Читать книгу «Манускрипт дьявола» онлайн полностью📖 — Елены Михалковой — MyBook.
image


– Как я уже сказал, эту рукопись нашел Уилфрид Войнич, книготорговец, в тысяча девятьсот двенадцатом году, – рассказывал за обедом Макар. – Дело было в Италии. По словам Войнича, он выкупил книгу в каком-то монастыре, но проверить это нельзя, поскольку он дал обещание не разглашать имени продавца. Остается верить Войничу на слово. Его, само собой, обвиняли в мистификации, но похоже, что книготорговец не врал – в противном случае эксперты датировали бы документ нашим временем. А они датировали его совсем другим.

– Каким же?

– Шестнадцатым веком. К тому же к рукописи прилагается письмо, которое ректор Пражского университета написал своему другу, и в нем содержится просьба расшифровать манускрипт. Доказать поддельность письма не удалось, а это говорит само за себя. Книга написана на пергаменте, в ней двести с чем-то страниц, но часть из них была утеряна, вот только непонятно, когда, – после того как нашли рукопись, или до. Оставшиеся двести страниц, как ты уже понял, зашифрованы, или же текст написан на неизвестном нам языке. Кроме текста, манускрипт содержит кое-что еще.

– Иллюстрации! – сообразил Сергей, вспомнив странные рисунки на стене в квартире Наташи Куликовой.


– Именно. Они есть почти на каждой странице и представляют собой не меньшую загадку, чем сам текст. С одной стороны, классификация большинства изображенных объектов не вызывает затруднений: это растения, обнаженные женщины, светила… А с другой стороны, растений, которые нарисованы в манускрипте, не существует. И женщин, находящихся в сосудах, соединенных трубками, тоже не часто встретишь. А еще есть рисунки, которые исследователи и вовсе не смогли объяснить.

– Например?

– Круги разного диаметра с секторами, исписанными тем же шифром. Предположительно, карты космоса, но подтвердить или опровергнуть эту гипотезу не удалось. Должен тебе сказать, с манускриптом Войнича вообще мало что удалось сделать. Войнич отдал его криптоаналитикам, и тут началось самое интересное.

– Что, не расшифровали?

– Расшифровали, – усмехнулся Илюшин. – Много раз. Но «ключи» годятся только для небольших кусков текста, а всю книгу с их помощью прочесть невозможно. И кроме того, результат напоминает набор слов. Сперва за дело взялись британские криптологи, а вслед за ними и американские, и тоже безуспешно. Правда, они пришли к кое-каким выводам – например, что текст может быть написан на двух языках, но это не сыграло никакой роли в расшифровке манускрипта.

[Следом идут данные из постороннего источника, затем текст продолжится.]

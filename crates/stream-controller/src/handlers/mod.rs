//! HTTP request handlers for the stream controller.

pub mod extract;
pub mod health;
pub mod metrics;
pub mod streams;

pub use extract::ValidJson;
pub use health::health_check;
pub use metrics::metrics_handler;
pub use streams::{
    add_stream, add_streams, delete_stream, delete_streams, edit_stream, list_streams,
    reload_stream, stream_info,
};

– Интересно, на каких двух языках? – спросил увлеченный его рассказом Бабкин.

– Честно говоря, не помню. К тому времени о манускрипте уже много говорили, поэтому нашлось множество энтузиастов, пытающихся разгадать его. У меня отложилось в памяти, что какой-то чудак утверждал, будто книга написана на украинском.

– Что вы говорите? – удивился Сергей. – Може, Украина – ще и батькивщина слонив?

– Насчет слонов нет достоверных данных. А версия, по-моему, очень неплоха. Автор ее считал, что в манускрипте не использованы гласные буквы. А если взять согласные, перемешать, взболтать, распределить и прочесть заново, то из этого получится описание детства Тараса Бульбы.

– Так-таки Тараса Бульбы? – усомнился Бабкин.

– Может быть, я и путаю… Может быть, будет первая глава «Вечеров на хуторе близ Диканьки».

– Ладно, а если серьезно?

– Если серьезно, то, к сожалению, другие исследователи бездушно отобрали пальму первенства у украинского народа и отдали ее китайцам. Говорят, что язык манускрипта по составу слов похож на китайский.

– Подожди-ка… – нахмурился Бабкин. – Какому составу слов?

– Даже в придуманном тексте можно разбить слова на группы и выделить их структуру. Долго объяснять, да и неважно: в конце концов – все равно ведь эта гипотеза не помогла расшифровать манускрипт. Но в настоящее время это одна из самых разрабатываемых версий.

– Кем разрабатываемых?

– Теми энтузиастами, которые по-прежнему ломают головы над книгой Войнича. Знаешь, сколько людей пытается разгадать эту загадку? Если бы я хоть что-нибудь понимал в криптологии, то присоединился бы к ним, честное слово!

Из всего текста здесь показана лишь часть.